OCR done	TEI/XML view

This post walks through the SwiftUI implementation, project management via xcodegen, notarization driven by an App Store Connect API key, and .dmg distribution through GitHub Releases. The screenshots above are produced by a self-screenshot mode built into the app together with a small shell-driven automation pipeline. Mac App Store submission is left for a separate post.

Quick start

Download the latest .dmg from Releases.
Double-click to mount, then drag TEIScanner.app into /Applications.
Launch from Launchpad or Spotlight. On the empty window, click Try sample to load the two bundled English-text pages.
Hit Run OCR, then Export TEI/XML… to save the result.

The app is notarized by Apple, so no "unidentified developer" prompt appears on first launch.

Typical workflow

When you want to OCR your own images instead of the bundled sample:

Put one image per scanned page into a single folder (JPG / PNG / TIFF / HEIC / BMP / GIF). Zero-padded filenames like 001.png, 002.png sort naturally
Click Choose Folder…, or drag the folder onto the same spot
Switch the sidebar language picker to Auto-detect or the target language
Click Run OCR, then Export TEI/XML…

The rest of the post dives into implementation details.

Motivation

While preparing TEI editions of English-language printed material (kanpon — printed books, as opposed to manuscripts), I wanted each recognised line on the page image to be tied to its TEI text via <zone> references. The source material is typically delivered as a folder of scanned PNGs, so feeding pages one by one to a web-based OCR tool felt inefficient. I wanted a macOS app that could process a whole folder at once and emit a single TEI/XML at the end.

The first concrete target is English-language print, but the same pipeline applies to other languages supported by Apple Vision (Japanese, Chinese, Korean, French, German, Spanish). Scripts that fall outside Vision's coverage — Manchu script and old Hangul, for instance — are out of scope for now.

Tech stack

Layer	Choice
Language / UI	Swift (`swift-tools-version: 6.2`, target's `SWIFT_VERSION` is `6.0`) / SwiftUI
OCR	Vision.framework (`VNRecognizeTextRequest`)
Project management	Swift Package Manager + xcodegen
Deployment target	macOS 26.0
Distribution	Developer ID Application + Notarization → GitHub Releases (`.dmg`)
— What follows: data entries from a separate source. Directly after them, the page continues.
//! Registry of in-flight requests.
//!
//! # Design
//! Every submitted request gets a fresh id and an abort handle for the task
//! driving it. Removing the entry is the single point where a request reaches
//! its terminal state: whichever of `complete` or `cancel` removes the entry
//! first wins, and the loser sees `false` and does nothing. That makes
//! cancellation racing with natural completion harmless in both directions.
//!
//! An id is reserved before its task is spawned and the abort handle is
//! attached afterwards, so the lock is never held across `spawn`. A task
//! dropped during `spawn` can therefore still settle its own entry.

use std::collections::HashMap;
use std::fmt;
use std::sync::{Mutex, MutexGuard};

use serde::{Deserialize, Serialize};
use tokio::task::AbortHandle;
use tracing::debug;

/// Identifier handed back at submission time. Monotonic, starting at 1.
#[derive(Debug, Clone, Copy, PartialEq, Eq, Hash, PartialOrd, Ord, Serialize, Deserialize)]
pub struct RequestId(pub u64);

impl fmt::Display for RequestId {
    fn fmt(&self, f: &mut fmt::Formatter<'_>) -> fmt::Result {
        write!(f, "{}", self.0)
    }
}

#[derive(Default)]
struct Inner {
    last_id: u64,
    /// `None` until the task's handle is attached.
    pending: HashMap<RequestId, Option<AbortHandle>>,
}

#[derive(Default)]
pub struct RequestTracker {
    inner: Mutex<Inner>,
}

impl RequestTracker {
    pub fn new() -> Self {
        Self::default()
    }

    /// Allocate an id and record the handle returned by `spawn`.
    pub fn register<F>(&self, spawn: F) -> RequestId
    where
        F: FnOnce(RequestId) -> AbortHandle,
    {
        let id = self.reserve();
        let handle = spawn(id);
        self.attach(id, handle);
        id
    }

    /// Allocate a fresh id whose entry is pending until `attach`.
    pub fn reserve(&self) -> RequestId {
        let mut inner = self.lock();
        inner.last_id += 1;
        let id = RequestId(inner.last_id);
        inner.pending.insert(id, None);
        id
    }

    /// Store the abort handle for a reserved id.
    ///
    /// Returns `false` if the entry is already gone. A cancelled entry has
    /// its task aborted here; a completed one is unaffected.
    pub fn attach(&self, id: RequestId, handle: AbortHandle) -> bool {
        let mut inner = self.lock();
        if let Some(slot) = inner.pending.get_mut(&id) {
            *slot = Some(handle);
            return true;
        }
        drop(inner);
        handle.abort();
        false
    }

    /// Mark `id` as finished. Returns `false` if it was already cancelled.
    pub fn complete(&self, id: RequestId) -> bool {
        self.lock().pending.remove(&id).is_some()
    }

    /// Abort and forget `id`. Unknown or finished ids are a no-op.
    pub fn cancel(&self, id: RequestId) -> bool {
        let entry = self.lock().pending.remove(&id);
        match entry {
            Some(handle) => {
                if let Some(handle) = handle {
                    handle.abort();
                }
                debug!(request_id = %id, "request cancelled");
                true
            }
            None => false,
        }
    }

    pub fn contains(&self, id: RequestId) -> bool {
        self.lock().pending.contains_key(&id)
    }

    /// Number of requests currently in flight.
    pub fn size(&self) -> usize {
        self.lock().pending.len()
    }

    fn lock(&self) -> MutexGuard<'_, Inner> {
        // Entries stay consistent even if a holder panicked mid-call.
        self.inner.lock().unwrap_or_else(|poisoned| poisoned.into_inner())
    }
}

impl fmt::Debug for RequestTracker {
    fn fmt(&self, f: &mut fmt::Formatter<'_>) -> fmt::Result {
        f.debug_struct("RequestTracker").field("size", &self.size()).finish()
    }
}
I keep a two-track workflow: swift run for fast feedback while editing source, and xcodegen generate + xcodebuild archive only when cutting a distribution build. The reasoning is that SwiftPM cannot produce a real .app bundle (no Info.plist, no asset catalog compilation, no provisioning), while Xcode-side iteration would mean editing a generated .xcodeproj whose contents I do not want to track.

OCR layer

I call VNRecognizeTextRequest in accurate mode, take the top candidate of each VNRecognizedTextObservation, and convert the bounding box from Vision's normalised (0–1) bottom-left-origin space into pixel coordinates with a top-left origin so they can be written directly into TEI <zone> attributes.
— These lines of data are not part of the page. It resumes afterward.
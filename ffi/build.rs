use std::path::PathBuf;

fn main() {
    println!("cargo:rerun-if-changed=src");

    let crate_dir = PathBuf::from(std::env::var("CARGO_MANIFEST_DIR").unwrap_or_else(|_| ".".to_string()));
    let include_dir = crate_dir.join("include");
    if let Err(e) = std::fs::create_dir_all(&include_dir) {
        println!("cargo:warning=cannot create {}: {e}", include_dir.display());
        return;
    }

    match cbindgen::Builder::new()
        .with_crate(&crate_dir)
        .with_language(cbindgen::Language::C)
        .with_include_guard("API_CLIENT_H")
        .with_documentation(true)
        .generate()
    {
        Ok(bindings) => {
            bindings.write_to_file(include_dir.join("api_client.h"));
        }
        Err(e) => println!("cargo:warning=header generation skipped: {e}"),
    }
}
struct OCRLine: Identifiable, Hashable {
    let id = UUID()
    var text: String
    /// pixel coordinates, top-left origin
    var box: CGRect
}

enum OCRService {
    static func recognize(imageURL: URL, language: OCRLanguage) throws -> OCRPageResult {
        guard let nsImage = NSImage(contentsOf: imageURL),
              let cg = nsImage.cgImage(forProposedRect: nil, context: nil, hints: nil) else {
            throw OCRError.cannotLoadImage(imageURL)
        }
        let size = CGSize(width: cg.width, height: cg.height)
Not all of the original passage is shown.